Washington, June 1 (IANS) An Indian American IT executive has been convicted of sexually assaulting, choking and beating a woman he met on a dating website and faces up to 25 years in jail, the media reported.
Sanjay Tripathy, 48, of North Carolina was found guilty this week of criminal sex act, sex abuse, assault, strangulation and unlawful imprisonment in connection to the June 15, 2016 attack on the 38-year-old woman at a hotel in Times Square, the New York Daily News reported.
The father of two children is scheduled to be sentenced on July 18. Tripathy was ordered held without bail by Justice Erika Edwards after his conviction in Manhattan Supreme Court.
He met the 38-year-old victim on a website that pairs rich older men with attractive younger women. Tripathy had advertised himself on the site "as a catch with $10 million in the bank".
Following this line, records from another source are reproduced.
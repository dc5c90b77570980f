//! Change feed records

use std::fmt;

use serde::{Deserialize, Serialize};
use serde_json::value::RawValue;
use serde_json::Value;

/// Update sequence of a change.
///
/// CouchDB 1.x sends integers, CouchDB 2+ opaque strings. The value is only
/// ever compared or handed back to the server, never taken apart.
#[derive(Debug, Clone, PartialEq, Eq, PartialOrd, Ord, Hash, Serialize, Deserialize)]
#[serde(untagged)]
pub enum Sequence {
    Number(i64),
    Opaque(String),
}

impl Sequence {
    /// Interpret a JSON value as a sequence, if it has one of the two shapes
    pub fn from_value(value: &Value) -> Option<Self> {
        match value {
            Value::Number(n) => n.as_i64().map(Sequence::Number),
            Value::String(s) => Some(Sequence::Opaque(s.clone())),
            _ => None,
        }
    }
}

impl fmt::Display for Sequence {
    fn fmt(&self, f: &mut fmt::Formatter<'_>) -> fmt::Result {
        match self {
            Sequence::Number(n) => write!(f, "{}", n),
            Sequence::Opaque(s) => f.write_str(s),
        }
    }
}

impl From<i64> for Sequence {
    fn from(n: i64) -> Self {
        Sequence::Number(n)
    }
}

impl From<&str> for Sequence {
    fn from(s: &str) -> Self {
        Sequence::Opaque(s.to_string())
    }
}

impl From<String> for Sequence {
    fn from(s: String) -> Self {
        Sequence::Opaque(s)
    }
}

impl From<Sequence> for Value {
    fn from(seq: Sequence) -> Self {
        match seq {
            Sequence::Number(n) => Value::from(n),
            Sequence::Opaque(s) => Value::from(s),
        }
    }
}

/// One document change from a `_changes` feed
#[derive(Debug, Clone, Default, Serialize, Deserialize)]
pub struct ChangeEvent {
    /// ID of the changed document
    #[serde(default)]
    pub id: String,

    /// True when the change deleted the document
    #[serde(default)]
    pub deleted: bool,

    /// Update sequence of this change
    #[serde(default, skip_serializing_if = "Option::is_none")]
    pub seq: Option<Sequence>,

    /// Leaf revisions of the document after the change
    #[serde(rename = "changes", default, with = "rev_list")]
    pub revisions: Vec<String>,

    /// The document itself, only sent with `include_docs=true`
    #[serde(default, skip_serializing_if = "Option::is_none")]
    pub doc: Option<Box<RawValue>>,
}

impl ChangeEvent {
    /// Decode the attached document, if any
    pub fn doc_as<T: serde::de::DeserializeOwned>(&self) -> Option<serde_json::Result<T>> {
        self.doc
            .as_ref()
            .map(|raw| serde_json::from_str(raw.get()))
    }
}

/// `"changes": [{"rev": "1-abc"}, ...]` on the wire, plain strings in memory
pub(crate) mod rev_list {
    use serde::ser::SerializeSeq;
    use serde::{Deserialize, Deserializer, Serialize, Serializer};

    #[derive(Deserialize)]
    struct RevEntry {
        rev: String,
    }

    #[derive(Serialize)]
    struct RevRef<'a> {
        rev: &'a str,
    }

    pub fn serialize<S: Serializer>(revs: &[String], serializer: S) -> Result<S::Ok, S::Error> {
        let mut seq = serializer.serialize_seq(Some(revs.len()))?;
        for rev in revs {
            seq.serialize_element(&RevRef { rev })?;
        }
        seq.end()
    }

    pub fn deserialize<'de, D: Deserializer<'de>>(deserializer: D) -> Result<Vec<String>, D::Error> {
        let entries = Option::<Vec<RevEntry>>::deserialize(deserializer)?;
        Ok(entries
            .unwrap_or_default()
            .into_iter()
            .map(|entry| entry.rev)
            .collect())
    }
}
//! Query string options

use std::collections::BTreeMap;

use serde_json::Value;
use url::Url;

use super::error::{Error, Result};

/// Query parameters that are sent JSON-encoded for view queries
pub(crate) const VIEW_JSON_KEYS: &[&str] = &["startkey", "start_key", "key", "endkey", "end_key"];

/// Query parameters that are sent JSON-encoded for document reads
pub(crate) const GET_JSON_KEYS: &[&str] = &["open_revs", "atts_since"];

/// Query string parameters for a request.
///
/// Values are forwarded verbatim: strings as-is, booleans and numbers in
/// their literal form. Keys listed by the endpoint as JSON keys are sent
/// JSON-encoded instead.
#[derive(Debug, Clone, Default, PartialEq)]
pub struct Options(BTreeMap<String, Value>);

impl Options {
    pub fn new() -> Self {
        Self::default()
    }

    /// Builder-style `set`
    pub fn with(mut self, key: impl Into<String>, value: impl Into<Value>) -> Self {
        self.set(key, value);
        self
    }

    pub fn set(&mut self, key: impl Into<String>, value: impl Into<Value>) {
        self.0.insert(key.into(), value.into());
    }

    pub fn get(&self, key: &str) -> Option<&Value> {
        self.0.get(key)
    }

    pub fn remove(&mut self, key: &str) -> Option<Value> {
        self.0.remove(key)
    }

    pub fn is_empty(&self) -> bool {
        self.0.is_empty()
    }

    pub fn len(&self) -> usize {
        self.0.len()
    }

    pub fn iter(&self) -> impl Iterator<Item = (&String, &Value)> {
        self.0.iter()
    }

    /// Append all options to the query string of `url`
    pub(crate) fn encode_into(&self, url: &mut Url, json_keys: &[&str]) -> Result<()> {
        if self.is_empty() {
            return Ok(());
        }

        let mut pairs = url.query_pairs_mut();
        for (key, value) in &self.0 {
            let encoded = if json_keys.contains(&key.as_str()) {
                serde_json::to_string(value)?
            } else {
                encode_value(key, value)?
            };
            pairs.append_pair(key, &encoded);
        }
        Ok(())
    }
}

fn encode_value(key: &str, value: &Value) -> Result<String> {
    match value {
        Value::String(s) => Ok(s.clone()),
        Value::Bool(b) => Ok(b.to_string()),
        Value::Number(n) => Ok(n.to_string()),
        Value::Null => Err(Error::Configuration(format!(
            "invalid option {:?}: value is null",
            key
        ))),
        Value::Array(_) | Value::Object(_) => Err(Error::Configuration(format!(
            "invalid option {:?}: unsupported type",
            key
        ))),
    }
}

impl<K: Into<String>, V: Into<Value>> FromIterator<(K, V)> for Options {
    fn from_iter<I: IntoIterator<Item = (K, V)>>(iter: I) -> Self {
        let mut options = Options::new();
        for (key, value) in iter {
            options.set(key, value);
        }
        options
    }
}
The victim said that on the day of the incident she and Tripathy were on a date. He had asked her to his room with the promise of a "gift" after they had drinks at the hotel bar.
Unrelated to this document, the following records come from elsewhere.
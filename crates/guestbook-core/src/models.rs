//! Data models for the guestbook
//!
//! Defines the visitor document and the shape of `_all_docs` replies.

use serde::{Deserialize, Serialize};
use serde_json::Value;

/// A guestbook entry, stored as `{"name": ...}`
#[derive(Debug, Clone, Serialize, Deserialize, PartialEq, Eq)]
pub struct Visitor {
    pub name: String,
}

impl Visitor {
    pub fn new(name: impl Into<String>) -> Self {
        Self { name: name.into() }
    }

    /// The reply sent back when a visitor signs the guestbook
    pub fn greeting(&self) -> String {
        format!("Hello {}", self.name)
    }
}

/// Reply of the `_all_docs` view
#[derive(Debug, Clone, Deserialize)]
pub struct AllDocsResult<T = Value> {
    #[serde(default)]
    pub total_rows: u64,
    #[serde(default)]
    pub offset: u64,
    #[serde(default)]
    pub rows: Vec<AllDocsRow<T>>,
}

/// One row of an `_all_docs` reply
#[derive(Debug, Clone, Deserialize)]
pub struct AllDocsRow<T = Value> {
    pub id: String,
    #[serde(default)]
    pub key: Value,
    #[serde(default)]
    pub value: Value,
    /// Only present with `include_docs=true`
    #[serde(default)]
    pub doc: Option<T>,
}

impl AllDocsResult<Value> {
    /// Names of all documents that look like visitors.
    ///
    /// Rows without a document or without a string `name` are skipped.
    pub fn visitor_names(&self) -> Vec<String> {
        self.rows
            .iter()
            .filter_map(|row| row.doc.as_ref()?.get("name")?.as_str())
            .map(str::to_string)
            .collect()
    }
}
//! Output formatting for CLI
//!
//! Provides consistent output formatting across all commands:
//! - Human-readable default output
//! - JSON output (--json flag)
//! - Quiet mode for scripting (--quiet flag)
//!
//! Feed events are printed one per line in JSON mode so the output can be
//! piped while the feed is still running.

use guestbook_core::{ChangeEvent, DbUpdate, Sequence};

/// Output format options
#[derive(Debug, Clone, Copy, PartialEq, Eq)]
pub enum OutputFormat {
    /// Human-readable output (default)
    Human,
    /// JSON output
    Json,
    /// Quiet mode - minimal output
    Quiet,
}

impl OutputFormat {
    /// Create format from CLI flags
    pub fn from_flags(json: bool, quiet: bool) -> Self {
        if quiet {
            OutputFormat::Quiet
        } else if json {
            OutputFormat::Json
        } else {
            OutputFormat::Human
        }
    }
}

/// Output helper for consistent formatting
pub struct Output {
    /// The output format
    pub format: OutputFormat,
}

impl Output {
    pub fn new(format: OutputFormat) -> Self {
        Self { format }
    }

    /// Print the list of visitor names
    pub fn print_visitors(&self, names: &[String]) {
        match self.format {
            OutputFormat::Human => {
                if names.is_empty() {
                    println!("No visitors yet.");
                    return;
                }
                for name in names {
                    println!("{}", name);
                }
                println!("\n{} visitor(s)", names.len());
            }
            OutputFormat::Json => {
                println!("{}", serde_json::json!(names));
            }
            OutputFormat::Quiet => {
                for name in names {
                    println!("{}", name);
                }
            }
        }
    }

    /// Print one change from a `_changes` feed
    pub fn print_change(&self, event: &ChangeEvent) {
        match self.format {
            OutputFormat::Human => println!("{}", format_change(event)),
            OutputFormat::Json => match serde_json::to_string(event) {
                Ok(json) => println!("{}", json),
                Err(e) => tracing::warn!(error = %e, id = %event.id, "couldn't encode change"),
            },
            OutputFormat::Quiet => println!("{}", event.id),
        }
    }

    /// Print one event from the `_db_updates` feed
    pub fn print_db_update(&self, update: &DbUpdate) {
        match self.format {
            OutputFormat::Human => println!("{:<8} {}", update.kind, update.db_name),
            OutputFormat::Json => {
                println!(
                    "{}",
                    serde_json::json!({
                        "db_name": update.db_name,
                        "type": update.kind,
                        "ok": update.ok
                    })
                );
            }
            OutputFormat::Quiet => println!("{}", update.db_name),
        }
    }

    /// Print the sequence a finished feed ended at
    pub fn print_last_seq(&self, last_seq: Option<&Sequence>) {
        let Some(seq) = last_seq else {
            return;
        };
        match self.format {
            OutputFormat::Human => println!("\nLast sequence: {}", seq),
            OutputFormat::Json => println!("{}", serde_json::json!({ "last_seq": seq })),
            OutputFormat::Quiet => {}
        }
    }

    /// Print a success message
    pub fn success(&self, message: &str) {
        match self.format {
            OutputFormat::Human => println!("✓ {}", message),
            OutputFormat::Json => {
                println!(
                    "{}",
                    serde_json::json!({"status": "success", "message": message})
                );
            }
            OutputFormat::Quiet => {}
        }
    }

    /// Print an informational message
    pub fn message(&self, msg: &str) {
        match self.format {
            OutputFormat::Human => println!("{}", msg),
            OutputFormat::Json => {
                println!("{}", serde_json::json!({"message": msg}));
            }
            OutputFormat::Quiet => {}
        }
    }
}

/// One-line summary of a change: sequence, id, revisions
fn format_change(event: &ChangeEvent) -> String {
    let seq = event
        .seq
        .as_ref()
        .map(|s| truncate(&s.to_string(), 12))
        .unwrap_or_else(|| "-".to_string());
    let mut line = format!("{:<12} {}", seq, event.id);
    if !event.revisions.is_empty() {
        line.push_str(&format!(" [{}]", event.revisions.join(", ")));
    }
    if event.deleted {
        line.push_str(" (deleted)");
    }
    line
}

/// Truncate a string to max length, adding "..." if truncated
fn truncate(s: &str, max_len: usize) -> String {
    if s.chars().count() <= max_len {
        s.to_string()
    } else {
        let kept: String = s.chars().take(max_len.saturating_sub(3)).collect();
        format!("{}...", kept)
    }
}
He is reported to have turned violent on reaching the room. The woman said he threatened to kill her before he "punched her in the face some 20 times and forced her to perform oral sex on him".
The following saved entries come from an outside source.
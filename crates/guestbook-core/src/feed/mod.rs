//! Streaming feeds
//!
//! Iterators over server-pushed notifications read straight from an open
//! HTTP response.
//!
//! ## Feeds
//!
//! - [`ChangesFeed`]: the `_changes` feed of one database, poll-style
//!   (`normal`, `longpoll`) or `continuous`
//! - [`DbUpdatesFeed`]: the server-wide `_db_updates` feed
//!
//! ## Usage
//!
//! ```ignore
//! let mut feed = db.changes(&Options::new())?;
//! while feed.advance() {
//!     if let Some(event) = feed.event() {
//!         println!("changed: {}", event.id);
//!     }
//! }
//! if let Some(err) = feed.take_err() {
//!     return Err(err);
//! }
//! ```
//!
//! A feed owns its connection. It is released when the feed ends, fails,
//! is closed, or is dropped, whichever comes first.

mod boundary;
mod changes;
mod db_updates;
mod event;
mod scanner;

pub use boundary::ObjectBoundary;
pub use changes::{ChangesFeed, FeedMode};
pub use db_updates::{DbUpdate, DbUpdatesFeed};
pub use event::{ChangeEvent, Sequence};
pub use scanner::Scanner;

use crate::couch::{Error, Result};

/// Iteration contract shared by all feeds
pub trait Feed {
    type Event;

    /// Move to the next event. Returns `false` once the feed has ended or
    /// failed; it never does I/O after that.
    fn advance(&mut self) -> bool;

    /// The current event, valid between a `true` advance and the next call
    fn event(&self) -> Option<&Self::Event>;

    /// The error that ended the feed, `None` after a clean end
    fn err(&self) -> Option<&Error>;

    /// Move the terminal error out of the feed
    fn take_err(&mut self) -> Option<Error>;

    /// Release the connection. Calling this more than once is harmless.
    fn close(&mut self);

    /// Whether the feed has ended
    fn is_ended(&self) -> bool;

    /// Drive the feed to its end, handing every event to `f`
    fn for_each_event<F>(&mut self, mut f: F) -> Result<()>
    where
        F: FnMut(&Self::Event),
    {
        while self.advance() {
            if let Some(event) = self.event() {
                f(event);
            }
        }
        match self.take_err() {
            Some(err) => Err(err),
            None => Ok(()),
        }
    }
}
"He said, 'I am going to kill you. You are going to die'," Assistant District Attorney Kristen Baraiola told jurors, describing how blood from the victim's face splattered the hotel room walls and bedspread as Tripathy pummelled her.
"When the woman rejected his advances, the executive allegedly beat her, resulting in her split lip, broken tooth, two black eyes and a bloody nose. She saw blood literally fly out of her face after being punched," Baraiola added.
However, the man claimed that they had consensual rough sex that she accepted payment for.
Jurors were shown the photos of her badly swollen and bruised face and neck. The victim said she was choked to the point she thought she would die. later, she went across the street to a parked NYPD van and reported that Tripathy had tried to kill her.
The woman was present in the courtroom when the verdict was read.
Tripathy's lawyer Franklin Rothman said after the verdict that the "photos that graphically depicted the extent of the beating were too much to overcome".
"I think they told a story, but only a partial story, of what really happened inside of that hotel room... I disagree with it (the verdict) wholeheartedly and I think they got this one wrong," he said.